Michigan State notifies Mel Tucker of intent to fire him for cause

Michigan State notifies Mel Tucker of intent to fire him for cause
By Nicole Auerbach and Chris Vannini
Sep. 18, 2023

Content warning: This story addresses allegations of sexual harassment and may be difficult to read and emotionally upsetting.

Michigan State has provided Mel Tucker with written notice of intent to terminate his contract for cause, Michigan State athletic director Alan Haller announced Monday. The news comes amid Michigan State’s investigation into sexual harassment allegations against the football coach.


“This notification process is required as part of his existing contract,” Haller said in a statement. “The notice provides Tucker with seven calendar days to respond and present reasons to me and the interim president as to why he should not be terminated for cause.”

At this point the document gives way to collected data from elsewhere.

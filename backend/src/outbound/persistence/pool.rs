//! Async connection pool for Diesel PostgreSQL connections.
//!
//! Wraps `diesel-async` and `bb8`. Checkout honours the configured timeout,
//! which bounds how long a request waits on the database before the
//! repositories report a connection error (mapped to HTTP 503).

use std::time::Duration;

use diesel_async::pooled_connection::bb8::{Pool, PooledConnection};
use diesel_async::pooled_connection::AsyncDieselConnectionManager;
use diesel_async::AsyncPgConnection;

/// Errors that can occur during pool operations.
#[derive(Debug, Clone, PartialEq, Eq, thiserror::Error)]
pub enum PoolError {
    /// Failed to check out a connection from the pool.
    #[error("failed to get connection from pool: {message}")]
    Checkout { message: String },

    /// Failed to build the connection pool.
    #[error("failed to build connection pool: {message}")]
    Build { message: String },
}

impl PoolError {
    /// Create a checkout error with the given message.
    pub fn checkout(message: impl Into<String>) -> Self {
        Self::Checkout {
            message: message.into(),
        }
    }

    /// Create a build error with the given message.
    pub fn build(message: impl Into<String>) -> Self {
        Self::Build {
            message: message.into(),
        }
    }
}

/// Configuration for the database connection pool.
///
/// # Example
///
/// ```
/// use std::time::Duration;
/// use renderboard::outbound::persistence::PoolConfig;
///
/// let config = PoolConfig::new("postgres://renderboard@localhost/renderboard")
///     .with_max_size(20)
///     .with_connection_timeout(Duration::from_secs(5));
/// assert_eq!(config.database_url(), "postgres://renderboard@localhost/renderboard");
/// ```
#[derive(Debug, Clone)]
pub struct PoolConfig {
    database_url: String,
    max_size: u32,
    min_idle: Option<u32>,
    connection_timeout: Duration,
}

impl PoolConfig {
    /// Create a new configuration with the given database URL.
    ///
    /// Defaults: 10 connections, 1 idle, 5 second checkout timeout.
    pub fn new(database_url: impl Into<String>) -> Self {
        Self {
            database_url: database_url.into(),
            max_size: 10,
            min_idle: Some(1),
            connection_timeout: Duration::from_secs(5),
        }
    }

    /// Set the maximum number of connections in the pool.
    pub fn with_max_size(mut self, max_size: u32) -> Self {
        self.max_size = max_size;
        self
    }

    /// Set the minimum number of idle connections to maintain.
    pub fn with_min_idle(mut self, min_idle: Option<u32>) -> Self {
        self.min_idle = min_idle;
        self
    }

    /// Set the connection checkout timeout.
    pub fn with_connection_timeout(mut self, timeout: Duration) -> Self {
        self.connection_timeout = timeout;
        self
    }

    /// Get the database URL.
    pub fn database_url(&self) -> &str {
        &self.database_url
    }
}

/// Shared pool handed to every Diesel repository.
#[derive(Clone)]
pub struct DbPool {
    inner: Pool<AsyncPgConnection>,
}

impl DbPool {
    /// Create a new connection pool with the given configuration.
    ///
    /// # Errors
    ///
    /// Returns `PoolError::Build` if the pool cannot be constructed (e.g.,
    /// invalid database URL or connection failure).
    pub async fn new(config: PoolConfig) -> Result<Self, PoolError> {
        let manager = AsyncDieselConnectionManager::<AsyncPgConnection>::new(&config.database_url);

        let pool = Pool::builder()
            .max_size(config.max_size)
            .min_idle(config.min_idle)
            .connection_timeout(config.connection_timeout)
            .build(manager)
            .await
            .map_err(|err| PoolError::build(err.to_string()))?;

        Ok(Self { inner: pool })
    }

    /// Get a connection from the pool.
    ///
    /// # Errors
    ///
    /// Returns `PoolError::Checkout` if a connection cannot be obtained within
    /// the configured timeout.
    pub async fn get(
        &self,
    ) -> Result<PooledConnection<'_, AsyncPgConnection>, PoolError> {
        self.inner
            .get()
            .await
            .map_err(|err| PoolError::checkout(err.to_string()))
    }
}

#[cfg(test)]
mod tests {
    use super::*;
    use rstest::rstest;

    #[rstest]
    fn pool_config_default_values() {
        let config = PoolConfig::new("postgres://localhost/test");

        assert_eq!(config.database_url(), "postgres://localhost/test");
        assert_eq!(config.max_size, 10);
        assert_eq!(config.min_idle, Some(1));
        assert_eq!(config.connection_timeout, Duration::from_secs(5));
    }

    #[rstest]
    fn pool_config_builder_pattern() {
        let config = PoolConfig::new("postgres://localhost/test")
            .with_max_size(4)
            .with_min_idle(None)
            .with_connection_timeout(Duration::from_millis(250));

        assert_eq!(config.max_size, 4);
        assert_eq!(config.min_idle, None);
        assert_eq!(config.connection_timeout, Duration::from_millis(250));
    }

    #[rstest]
    fn pool_error_display() {
        assert_eq!(
            PoolError::checkout("timed out").to_string(),
            "failed to get connection from pool: timed out"
        );
        assert_eq!(
            PoolError::build("bad url").to_string(),
            "failed to build connection pool: bad url"
        );
    }
}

If Tucker fails to present reasons to the school why he should not be fired for cause within seven days, he will be fired on Sept. 26. The school’s investigation will continue, regardless of Tucker’s participation in the upcoming hearing or his job status. Tucker could be losing more than $70 million of his $95 million deal.

The school stated that Tucker’s “admitted behavior” violated the terms of his contract, which required him to conduct himself professionally and ethically at all times. MSU also said Tucker engaged in conduct “which constitutes moral turpitude, or which, in the university’s reasonable judgment, would tend to bring public disrespect, contempt or ridicule” on the school.



Timeline of sexual harassment allegations against Mel Tucker, MSU's investigation

The allegations of sexual harassment became public in a story published by USA Today on Sept. 9. According to USA Today, Brenda Tracy — a rape survivor and activist — accused Tucker of making sexual comments and masturbating while on a phone call with her in April 2022 after the two had developed a professional relationship because of her advocacy work. Tracy filed a complaint against Tucker with the school’s Title IX office in December, and MSU hired an outside Title IX attorney to investigate.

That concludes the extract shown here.